When GRB afterglows get softer, hard components come into play

We aim to investigate the ability of simple spectral models to describe the GRB early afterglow emission. We performed a time resolved spectral analysis of a bright GRB sample detected by the Swift Burst Alert Telescope and promptly observed by the Swift X-ray Telescope,with spectroscopically measured redshift in the period April 2005 -- January 2007. The sample consists of 22 GRBs and a total of 214 spectra. We restricted our analysis to the softest spectra sub--sample which consists of 13 spectra with photon index > 3. In this sample we found that four spectra, belonging to GRB060502A, GRB060729, GRB060904B, GRB061110A prompt--afterglow transition phase, cannot be modeled neither by a single power law nor by the Band model.
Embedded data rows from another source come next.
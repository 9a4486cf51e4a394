//! User options and their finalized defaults.
//!
//! `Options` is what callers build up; [`Options::finalize`] applies the
//! defaults and produces the `FinalOptions` the codegen pass consumes.

use std::path::PathBuf;

use indexmap::IndexMap;
use serde::{Deserialize, Serialize};

/// Target Elm type plus the function that (de)serializes it.
#[derive(Debug, Clone, PartialEq, Eq, Serialize, Deserialize)]
#[serde(rename_all = "camelCase")]
pub struct TypeMapping {
    /// Elm type the GraphQL type maps to.
    pub target_type: String,
    /// Fully qualified Elm encoder or decoder for that type.
    pub function_name: String,
}

impl TypeMapping {
    pub fn new(target_type: impl Into<String>, function_name: impl Into<String>) -> Self {
        Self {
            target_type: target_type.into(),
            function_name: function_name.into(),
        }
    }
}

/// Mapping from GraphQL scalar/enum type name to its Elm counterpart.
pub type TypeMappings = IndexMap<String, TypeMapping>;

/// User-facing options. Every field is optional; see
/// [`Options::finalize`] for the defaults.
#[derive(Debug, Clone, Default, Serialize, Deserialize)]
#[serde(rename_all = "camelCase", default)]
pub struct Options {
    pub scalar_encoders: TypeMappings,
    pub scalar_decoders: TypeMappings,
    pub enum_encoders: TypeMappings,
    pub enum_decoders: TypeMappings,
    /// Source root the query file paths are taken relative to.
    pub src: Option<PathBuf>,
    /// Output root the generated Elm modules are placed under.
    pub dest: Option<PathBuf>,
}

impl Options {
    /// Create empty options.
    pub fn new() -> Self {
        Self::default()
    }

    /// Register an encoder for a custom scalar type.
    pub fn scalar_encoder(mut self, graphql_type: impl Into<String>, mapping: TypeMapping) -> Self {
        self.scalar_encoders.insert(graphql_type.into(), mapping);
        self
    }

    /// Register a decoder for a custom scalar type.
    pub fn scalar_decoder(mut self, graphql_type: impl Into<String>, mapping: TypeMapping) -> Self {
        self.scalar_decoders.insert(graphql_type.into(), mapping);
        self
    }

    /// Register an encoder for an enum type.
    pub fn enum_encoder(mut self, graphql_type: impl Into<String>, mapping: TypeMapping) -> Self {
        self.enum_encoders.insert(graphql_type.into(), mapping);
        self
    }

    /// Register a decoder for an enum type.
    pub fn enum_decoder(mut self, graphql_type: impl Into<String>, mapping: TypeMapping) -> Self {
        self.enum_decoders.insert(graphql_type.into(), mapping);
        self
    }

    /// Set the source root.
    pub fn src(mut self, path: impl Into<PathBuf>) -> Self {
        self.src = Some(path.into());
        self
    }

    /// Set the output root.
    pub fn dest(mut self, path: impl Into<PathBuf>) -> Self {
        self.dest = Some(path.into());
        self
    }

    /// Apply defaults: `src` falls back to `"."`, `dest` to `src`.
    pub fn finalize(self) -> FinalOptions {
        let src = self.src.unwrap_or_else(|| PathBuf::from("."));
        let dest = self.dest.unwrap_or_else(|| src.clone());
        FinalOptions {
            scalar_encoders: self.scalar_encoders,
            scalar_decoders: self.scalar_decoders,
            enum_encoders: self.enum_encoders,
            enum_decoders: self.enum_decoders,
            src,
            dest,
        }
    }
}

/// Options with every default applied. Consumed by the codegen pass.
#[derive(Debug, Clone, Serialize)]
#[serde(rename_all = "camelCase")]
pub struct FinalOptions {
    pub scalar_encoders: TypeMappings,
    pub scalar_decoders: TypeMappings,
    pub enum_encoders: TypeMappings,
    pub enum_decoders: TypeMappings,
    pub src: PathBuf,
    pub dest: PathBuf,
}
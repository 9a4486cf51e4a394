use crate::query::{TypeCategory, TypeRef, parse_query_intel};

const SAMPLE_JSON: &str = r#"{
    "src": "queries/hero.graphql",
    "query": "query Hero { hero { name } }",
    "inputs": [
        { "id": 0, "order": 0, "depth": 0, "children": [1] },
        {
            "id": 1,
            "name": "episode",
            "type": { "kind": "named", "name": "Episode", "category": "enum" },
            "order": 0,
            "depth": 1
        }
    ],
    "outputs": [
        {
            "id": 0,
            "type": { "kind": "named", "name": "Query", "category": "object", "nonNull": true },
            "order": 0,
            "depth": 0,
            "children": [1]
        },
        {
            "id": 1,
            "name": "hero",
            "type": {
                "kind": "list",
                "of": { "kind": "named", "name": "Character", "category": "interface", "nonNull": true },
                "nonNull": true
            },
            "order": 0,
            "depth": 1,
            "withDirective": true
        }
    ]
}"#;

#[test]
fn parse_sample_tree() {
    let intel = parse_query_intel(SAMPLE_JSON).unwrap();

    assert_eq!(intel.src.as_deref().unwrap().to_str(), Some("queries/hero.graphql"));
    assert_eq!(intel.inputs.len(), 2);
    assert_eq!(intel.outputs.len(), 2);

    let root = &intel.inputs[0];
    assert_eq!(root.name, "");
    assert!(root.ty.is_none());
    assert_eq!(root.children, vec![1]);

    let hero = &intel.outputs[1];
    assert!(hero.is_valid);
    assert!(hero.with_directive);
    assert!(!hero.is_fragmented);
    assert_eq!(hero.ty.as_ref().unwrap().name(), "Character");
}

#[test]
fn type_ref_nullability() {
    let nullable = TypeRef::Named {
        name: "Int".to_string(),
        category: TypeCategory::Scalar,
        non_null: false,
    };
    assert!(nullable.is_nullable());
    assert!(!nullable.is_list());

    let required = TypeRef::Named {
        name: "Int".to_string(),
        category: TypeCategory::Scalar,
        non_null: true,
    };
    assert!(!required.is_nullable());
}

#[test]
fn type_ref_list_wrapping() {
    let list = TypeRef::List {
        of: Box::new(TypeRef::Named {
            name: "Int".to_string(),
            category: TypeCategory::Scalar,
            non_null: false,
        }),
        non_null: true,
    };
    assert!(list.is_list());
    assert!(!list.is_nullable());
    assert!(list.is_list_of_nullables());
    assert_eq!(list.name(), "Int");
    assert_eq!(list.category(), TypeCategory::Scalar);

    let strict = TypeRef::List {
        of: Box::new(TypeRef::Named {
            name: "Int".to_string(),
            category: TypeCategory::Scalar,
            non_null: true,
        }),
        non_null: false,
    };
    assert!(strict.is_nullable());
    assert!(!strict.is_list_of_nullables());
}

#[test]
fn type_ref_display_uses_graphql_syntax() {
    let ty = TypeRef::List {
        of: Box::new(TypeRef::Named {
            name: "Int".to_string(),
            category: TypeCategory::Scalar,
            non_null: true,
        }),
        non_null: true,
    };
    assert_eq!(ty.to_string(), "[Int!]!");
}

#[test]
fn composite_categories() {
    assert!(TypeCategory::Object.is_composite());
    assert!(TypeCategory::Interface.is_composite());
    assert!(TypeCategory::Union.is_composite());
    assert!(!TypeCategory::Scalar.is_composite());
    assert!(!TypeCategory::Enum.is_composite());
    assert!(!TypeCategory::InputObject.is_composite());
}

#[test]
fn output_items_default_to_valid() {
    let intel = parse_query_intel(r#"{ "query": "", "outputs": [{ "id": 0 }] }"#).unwrap();
    assert!(intel.outputs[0].is_valid);
    assert!(!intel.outputs[0].has_all_possible_fragment_types);
}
Instead we find that the data present high energy (> 3 keV, in the observer frame) excesses with respect to these models. We estimated the joint statistical significance of these excesses at the level of 4.3 sigma. In all four cases, the deviations can be modeled well by adding either a second power law or a blackbody component to the usual synchrotron power law spectrum. The additional power law would be explained by the emerging of the afterglow, while the blackbody could be interpreted as the photospheric emission from X-ray flares or as the shock breakout emission. In one case these models leave a 2.2 sigma excess which can be fit by a Gaussian line at the energy the highly ionized Nickel recombination. Although the data do not allow an unequivocal interpretation, the importance of this analysis consists in the fact that we show that a simple power law model or a Band model are insufficient to describe the X-ray spectra of a small homogeneous sample of GRBs at the end of their prompt phase.